The Children's Health Insurance Program Reauthorization Act of 2009 was signed into law on February 4, 2009. One provision of the Act imposed a floor stocks tax on all tobacco products (except large cigars), cigarette papers and cigarette tubes held for sale on April 1, 2009. A floor stocks tax is a one-time excise tax placed on a commodity undergoing a tax increase. The amount of the floor stocks tax is equal to the difference between the new tax rate and the one just previous to it.  The Act stipulated that the floor stocks tax must be paid on or before August 1, 2009. 

Working without any additional funding and faced with a short time frame, TTB collected 1.2 billion dollars in tobacco floor stocks tax from over 200,000 businesses that held tobacco products for sale on April 1, 2009. Efforts to identify potential taxpayers resulted in notices issued to over 450,000 business addresses across the US, many of which were previously not of record with TTB. 

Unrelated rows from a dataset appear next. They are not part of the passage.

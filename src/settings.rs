//! Hotkey, mouse-button and snippet definitions
//!
//! The engine only reads these. Editing and saving them is the host
//! application's business; the daemon loads them from a JSON file.

use std::collections::{BTreeMap, BTreeSet};
use std::path::{Path, PathBuf};
use std::sync::{Arc, RwLock, RwLockReadGuard};

use serde::{Deserialize, Serialize};
use tracing::{info, warn};

use crate::hotkey::{Key, MouseButton};

/// Activation model of a definition
#[derive(Debug, Clone, Copy, PartialEq, Eq, Default, Serialize, Deserialize)]
#[serde(rename_all = "snake_case")]
pub enum Mode {
    /// Press on match, release when the combination is let go
    #[default]
    Hold,
    /// One toggle per press, nothing on release
    Toggle,
}

fn enabled_by_default() -> bool {
    true
}

/// A keyboard combination
#[derive(Debug, Clone, PartialEq, Eq, Serialize, Deserialize)]
pub struct HotkeyDefinition {
    /// Keys that must all be held; extra keys do not block a match
    pub keys: BTreeSet<Key>,
    #[serde(default)]
    pub mode: Mode,
    #[serde(default = "enabled_by_default")]
    pub enabled: bool,
}

impl HotkeyDefinition {
    pub fn new<I, K>(keys: I, mode: Mode) -> Self
    where
        I: IntoIterator<Item = K>,
        K: Into<Key>,
    {
        Self {
            keys: keys.into_iter().map(Into::into).collect(),
            mode,
            enabled: true,
        }
    }

    /// Keys of the combination that are not modifiers
    pub fn non_modifier_keys(&self) -> impl Iterator<Item = &Key> {
        self.keys.iter().filter(|k| !k.is_modifier())
    }
}

/// A mouse-button binding
#[derive(Debug, Clone, PartialEq, Eq, Serialize, Deserialize)]
pub struct MouseHotkeyDefinition {
    pub button: MouseButton,
    #[serde(default)]
    pub mode: Mode,
    #[serde(default = "enabled_by_default")]
    pub enabled: bool,
}

impl MouseHotkeyDefinition {
    pub fn new(button: MouseButton, mode: Mode) -> Self {
        Self {
            button,
            mode,
            enabled: true,
        }
    }
}

/// A text snippet fired by an exact key chord
#[derive(Debug, Clone, PartialEq, Eq, Serialize, Deserialize)]
pub struct SnippetDefinition {
    /// The pressed set must equal this exactly
    pub keys: BTreeSet<Key>,
    pub text: String,
    #[serde(default = "enabled_by_default")]
    pub enabled: bool,
}

impl SnippetDefinition {
    pub fn new<I, K>(keys: I, text: impl Into<String>) -> Self
    where
        I: IntoIterator<Item = K>,
        K: Into<Key>,
    {
        Self {
            keys: keys.into_iter().map(Into::into).collect(),
            text: text.into(),
            enabled: true,
        }
    }
}

/// Everything the engine matches against, keyed by definition id
#[derive(Debug, Clone, Default, PartialEq, Eq, Serialize, Deserialize)]
#[serde(default)]
pub struct HotkeySettings {
    pub keyboard_hotkeys: BTreeMap<String, HotkeyDefinition>,
    pub mouse_hotkeys: BTreeMap<String, MouseHotkeyDefinition>,
    pub text_snippets: BTreeMap<String, SnippetDefinition>,
}

/// Errors while reading a settings file
#[derive(Debug, thiserror::Error)]
pub enum SettingsError {
    #[error("failed to read settings from {path}: {source}")]
    Read {
        path: PathBuf,
        #[source]
        source: std::io::Error,
    },

    #[error("failed to parse settings in {path}: {source}")]
    Parse {
        path: PathBuf,
        #[source]
        source: serde_json::Error,
    },
}

impl HotkeySettings {
    /// Load settings from a JSON file. A missing file yields empty settings.
    pub fn load(path: &Path) -> Result<Self, SettingsError> {
        let raw = match std::fs::read_to_string(path) {
            Ok(raw) => raw,
            Err(e) if e.kind() == std::io::ErrorKind::NotFound => {
                warn!(?path, "settings file not found, no hotkeys configured");
                return Ok(Self::default());
            }
            Err(source) => {
                return Err(SettingsError::Read {
                    path: path.to_owned(),
                    source,
                })
            }
        };

        let settings = Self::from_json(&raw).map_err(|source| SettingsError::Parse {
            path: path.to_owned(),
            source,
        })?;

        info!(
            keyboard = settings.keyboard_hotkeys.len(),
            mouse = settings.mouse_hotkeys.len(),
            snippets = settings.text_snippets.len(),
            "settings loaded"
        );
        Ok(settings)
    }

    pub fn from_json(raw: &str) -> Result<Self, serde_json::Error> {
        let mut settings: Self = serde_json::from_str(raw)?;
        settings.drop_empty_combos();
        Ok(settings)
    }

    /// A definition with no keys would match every event; refuse it.
    fn drop_empty_combos(&mut self) {
        self.keyboard_hotkeys.retain(|id, def| {
            if def.keys.is_empty() {
                warn!(id = %id, "ignoring hotkey with no keys");
            }
            !def.keys.is_empty()
        });
        self.text_snippets.retain(|id, def| {
            if def.keys.is_empty() {
                warn!(id = %id, "ignoring snippet with no keys");
            }
            !def.keys.is_empty()
        });
    }
}

/// Shared handle to the current settings
///
/// The engine keeps a clone and reads through it once per event, so a
/// `replace` from another thread becomes visible at the next event.
#[derive(Debug, Clone, Default)]
pub struct SharedSettings(Arc<RwLock<HotkeySettings>>);

impl SharedSettings {
    pub fn new(settings: HotkeySettings) -> Self {
        Self(Arc::new(RwLock::new(settings)))
    }

    /// Read access for the duration of one event. `None` if a writer panicked.
    pub fn read(&self) -> Option<RwLockReadGuard<'_, HotkeySettings>> {
        self.0.read().ok()
    }

    /// Swap in a new configuration
    pub fn replace(&self, settings: HotkeySettings) {
        match self.0.write() {
            Ok(mut guard) => *guard = settings,
            Err(poisoned) => {
                warn!("settings lock poisoned, overwriting");
                *poisoned.into_inner() = settings;
                self.0.clear_poison();
            }
        }
    }
}
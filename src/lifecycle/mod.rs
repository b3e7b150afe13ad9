//! Process lifecycle

mod shutdown;

pub use shutdown::{Request, ShutdownSignal};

UPDATED LISTS OF FAA BASIC PERMIT HOLDERS ARE NOW AVAILABLE

TTB is required to make available to the public records that are requested and released on a frequent basis. We have provided links to listings of alcohol industry members who hold permits under the Federal Alcohol Administration Act. These permits allow production, bottling, importation or distribution of beverage alcohol products. Internal Revenue Code (IRC) rules that protect taxpayer records from disclosure, prevent publication of lists for brewers, industrial alcohol producers and users, as well as all tobacco permit holders. Protected information concerning these types of businesses is not available to the public.

We will post updates to these listings quarterly. These lists are available for viewing and download from our website - click on the "FOIA" icon under "Information by Topic" on our homepage, or follow this link: http://www.ttb.gov/foia/index.shtml

Our FOIA page is a good place to start if you seek information concerning TTB's regulated industries.

If you have any questions, please contact Helen Belt, Disclosure Services, at (202) 453-2063 or TTBFOIA@ttb.gov.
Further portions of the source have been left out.